The Bengals five-game sellout streak ended Thursday when the club announced Sunday's 1 p.m. game at Paul Brown Stadium against the Super Bowl champion Giants didn't sell out. The game won't be seen on local TV but can be heard on the "triplecast" at WLW-AM 700, ESPN-1530 and WEBN-FM 102.7.

Tickets can be purchased at the Bengals Ticket Hotline by calling 513-621-8383 (also toll free at 1-866-621-8383), or by clicking here. Additionally, the Paul Brown Stadium ticket office will be open until 5 p.m. Thursday, from 9 a.m.-5 p.m. Friday and from 9 a.m.-12 p.m. on Saturday. On Sunday, the Paul Brown Stadium north ticket office will open at 9 a.m.

In conjunction with Veterans Day commemorations across the nation, the Bengals on Sunday will present a number of "Salute to Service" activities, including crowd participation in a stadium-wide card stunt.

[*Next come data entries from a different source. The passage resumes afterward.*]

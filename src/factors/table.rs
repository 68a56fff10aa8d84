//! Development factor table

use std::collections::BTreeMap;

use serde::Serialize;

/// Summary of the individual cohort ratios for one age transition
#[derive(Debug, Clone, PartialEq, Serialize)]
pub struct FactorEntry {
    /// Simple (unweighted) average of cohort ratios
    pub mean: f64,
    /// Sample standard deviation; `None` with a single ratio
    pub std_dev: Option<f64>,
    pub min: f64,
    pub max: f64,
    /// Number of contributing cohorts
    pub n: usize,
}

impl FactorEntry {
    /// Summarize a set of ratios, `None` if empty
    pub fn from_ratios(ratios: &[f64]) -> Option<Self> {
        if ratios.is_empty() {
            return None;
        }

        let n = ratios.len();
        let mean = ratios.iter().sum::<f64>() / n as f64;
        let min = ratios.iter().copied().fold(f64::INFINITY, f64::min);
        let max = ratios.iter().copied().fold(f64::NEG_INFINITY, f64::max);

        let std_dev = (n > 1).then(|| {
            let ss: f64 = ratios.iter().map(|r| (r - mean).powi(2)).sum();
            (ss / (n - 1) as f64).sqrt()
        });

        Some(Self { mean, std_dev, min, max, n })
    }
}

/// Factor entries keyed by transition age `t` (value at `t` over value at `t-1`).
///
/// Only ages with at least one valid ratio have an entry; a missing age is a gap,
/// not a factor of zero.
#[derive(Debug, Clone, PartialEq, Serialize)]
pub struct FactorTable {
    horizon: u32,
    entries: BTreeMap<u32, FactorEntry>,
}

impl FactorTable {
    /// Build a table from explicit entries. Entries beyond `horizon` or at age 0 are ignored.
    pub fn from_entries<I>(horizon: u32, entries: I) -> Self
    where
        I: IntoIterator<Item = (u32, FactorEntry)>,
    {
        let entries = entries
            .into_iter()
            .filter(|(age, _)| (1..=horizon).contains(age))
            .collect();
        Self { horizon, entries }
    }

    /// Maximum transition age considered when the table was built
    pub fn horizon(&self) -> u32 {
        self.horizon
    }

    pub fn get(&self, age: u32) -> Option<&FactorEntry> {
        self.entries.get(&age)
    }

    /// Mean factor for transition `age`
    pub fn mean(&self, age: u32) -> Option<f64> {
        self.entries.get(&age).map(|e| e.mean)
    }

    pub fn iter(&self) -> impl Iterator<Item = (u32, &FactorEntry)> {
        self.entries.iter().map(|(&age, entry)| (age, entry))
    }

    /// Highest transition age with a factor
    pub fn last_age(&self) -> Option<u32> {
        self.entries.keys().next_back().copied()
    }

    /// Missing transition ages below the highest factor.
    ///
    /// These are the holes that interrupt the chain; everything past
    /// [`last_age`](Self::last_age) is uncovered as well.
    pub fn gaps(&self) -> Vec<u32> {
        let last = self.last_age().unwrap_or(0);
        (1..=last)
            .filter(|age| !self.entries.contains_key(age))
            .collect()
    }

    pub fn len(&self) -> usize {
        self.entries.len()
    }

    pub fn is_empty(&self) -> bool {
        self.entries.is_empty()
    }
}
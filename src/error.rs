//! Error types for the chain-ladder core

use thiserror::Error;

/// Validation failures raised by the reshaping, factor and projection stages.
///
/// All of these are structural problems with the inputs; sparse data is never an
/// error. None of them are worth retrying since the computations are deterministic.
#[derive(Debug, Clone, PartialEq, Error)]
pub enum VintageError {
    /// A cohort or period label is not of the form `YYYY-MM...`
    #[error("Malformed cohort label: {label:?} (expected YYYY-MM)")]
    MalformedCohortLabel { label: String },

    /// The observation matrix has no rows or no columns
    #[error("Observation matrix is empty")]
    EmptyMatrix,

    /// A matrix row does not have one cell per period column
    #[error("Row for cohort {cohort} has {actual} cells, expected {expected}")]
    ShapeMismatch {
        cohort: String,
        expected: usize,
        actual: usize,
    },

    /// Factor horizon must cover at least one transition
    #[error("Invalid factor horizon: {0} (must be at least 1)")]
    InvalidHorizon(u32),

    #[error("Cohort {0} not found")]
    CohortNotFound(String),

    #[error("Cohort {0} has no observed values")]
    NoObservations(String),

    /// A projection was requested before any dataset was loaded
    #[error("No dataset loaded")]
    NoDataset,
}

pub type Result<T> = std::result::Result<T, VintageError>;
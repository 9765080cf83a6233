//! Hand-rolled SVG icon components for the application UI.

pub mod icons;
pub mod utils;

pub use icons::ChevronLeft;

INJURY UPDATE: Safety Reggie Nelson (hamstring) and wide receiver Marvin Jones (knee) didn't practice Thursday. Running back BenJarvus Green-Ellis (illness) and centers Jeff Faine (hamstring) and Trevor Robinson (hamstring) were back on the field. Green-Ellis was full go while Faine and Robinson were limited. Also limited and new to the report were cornerback Dre Kirkpatrick (thigh) and linebacker Dan Skuta (thumb). Cornerback Terence Newman (hamstring) was back full and safety Taylor Mays (knee) was limited.

The Giants had four regulars back to practice Thursday in limited fashion: Wide receiver Hakeem Nicks (knee), running back Ahmad Bradshaw (foot), middle linebacker Chase Blackburn (hamstring), and defensive tackle Chris Canty (groin). The only starter that didn't practice was right guard Chris Snee (ankle).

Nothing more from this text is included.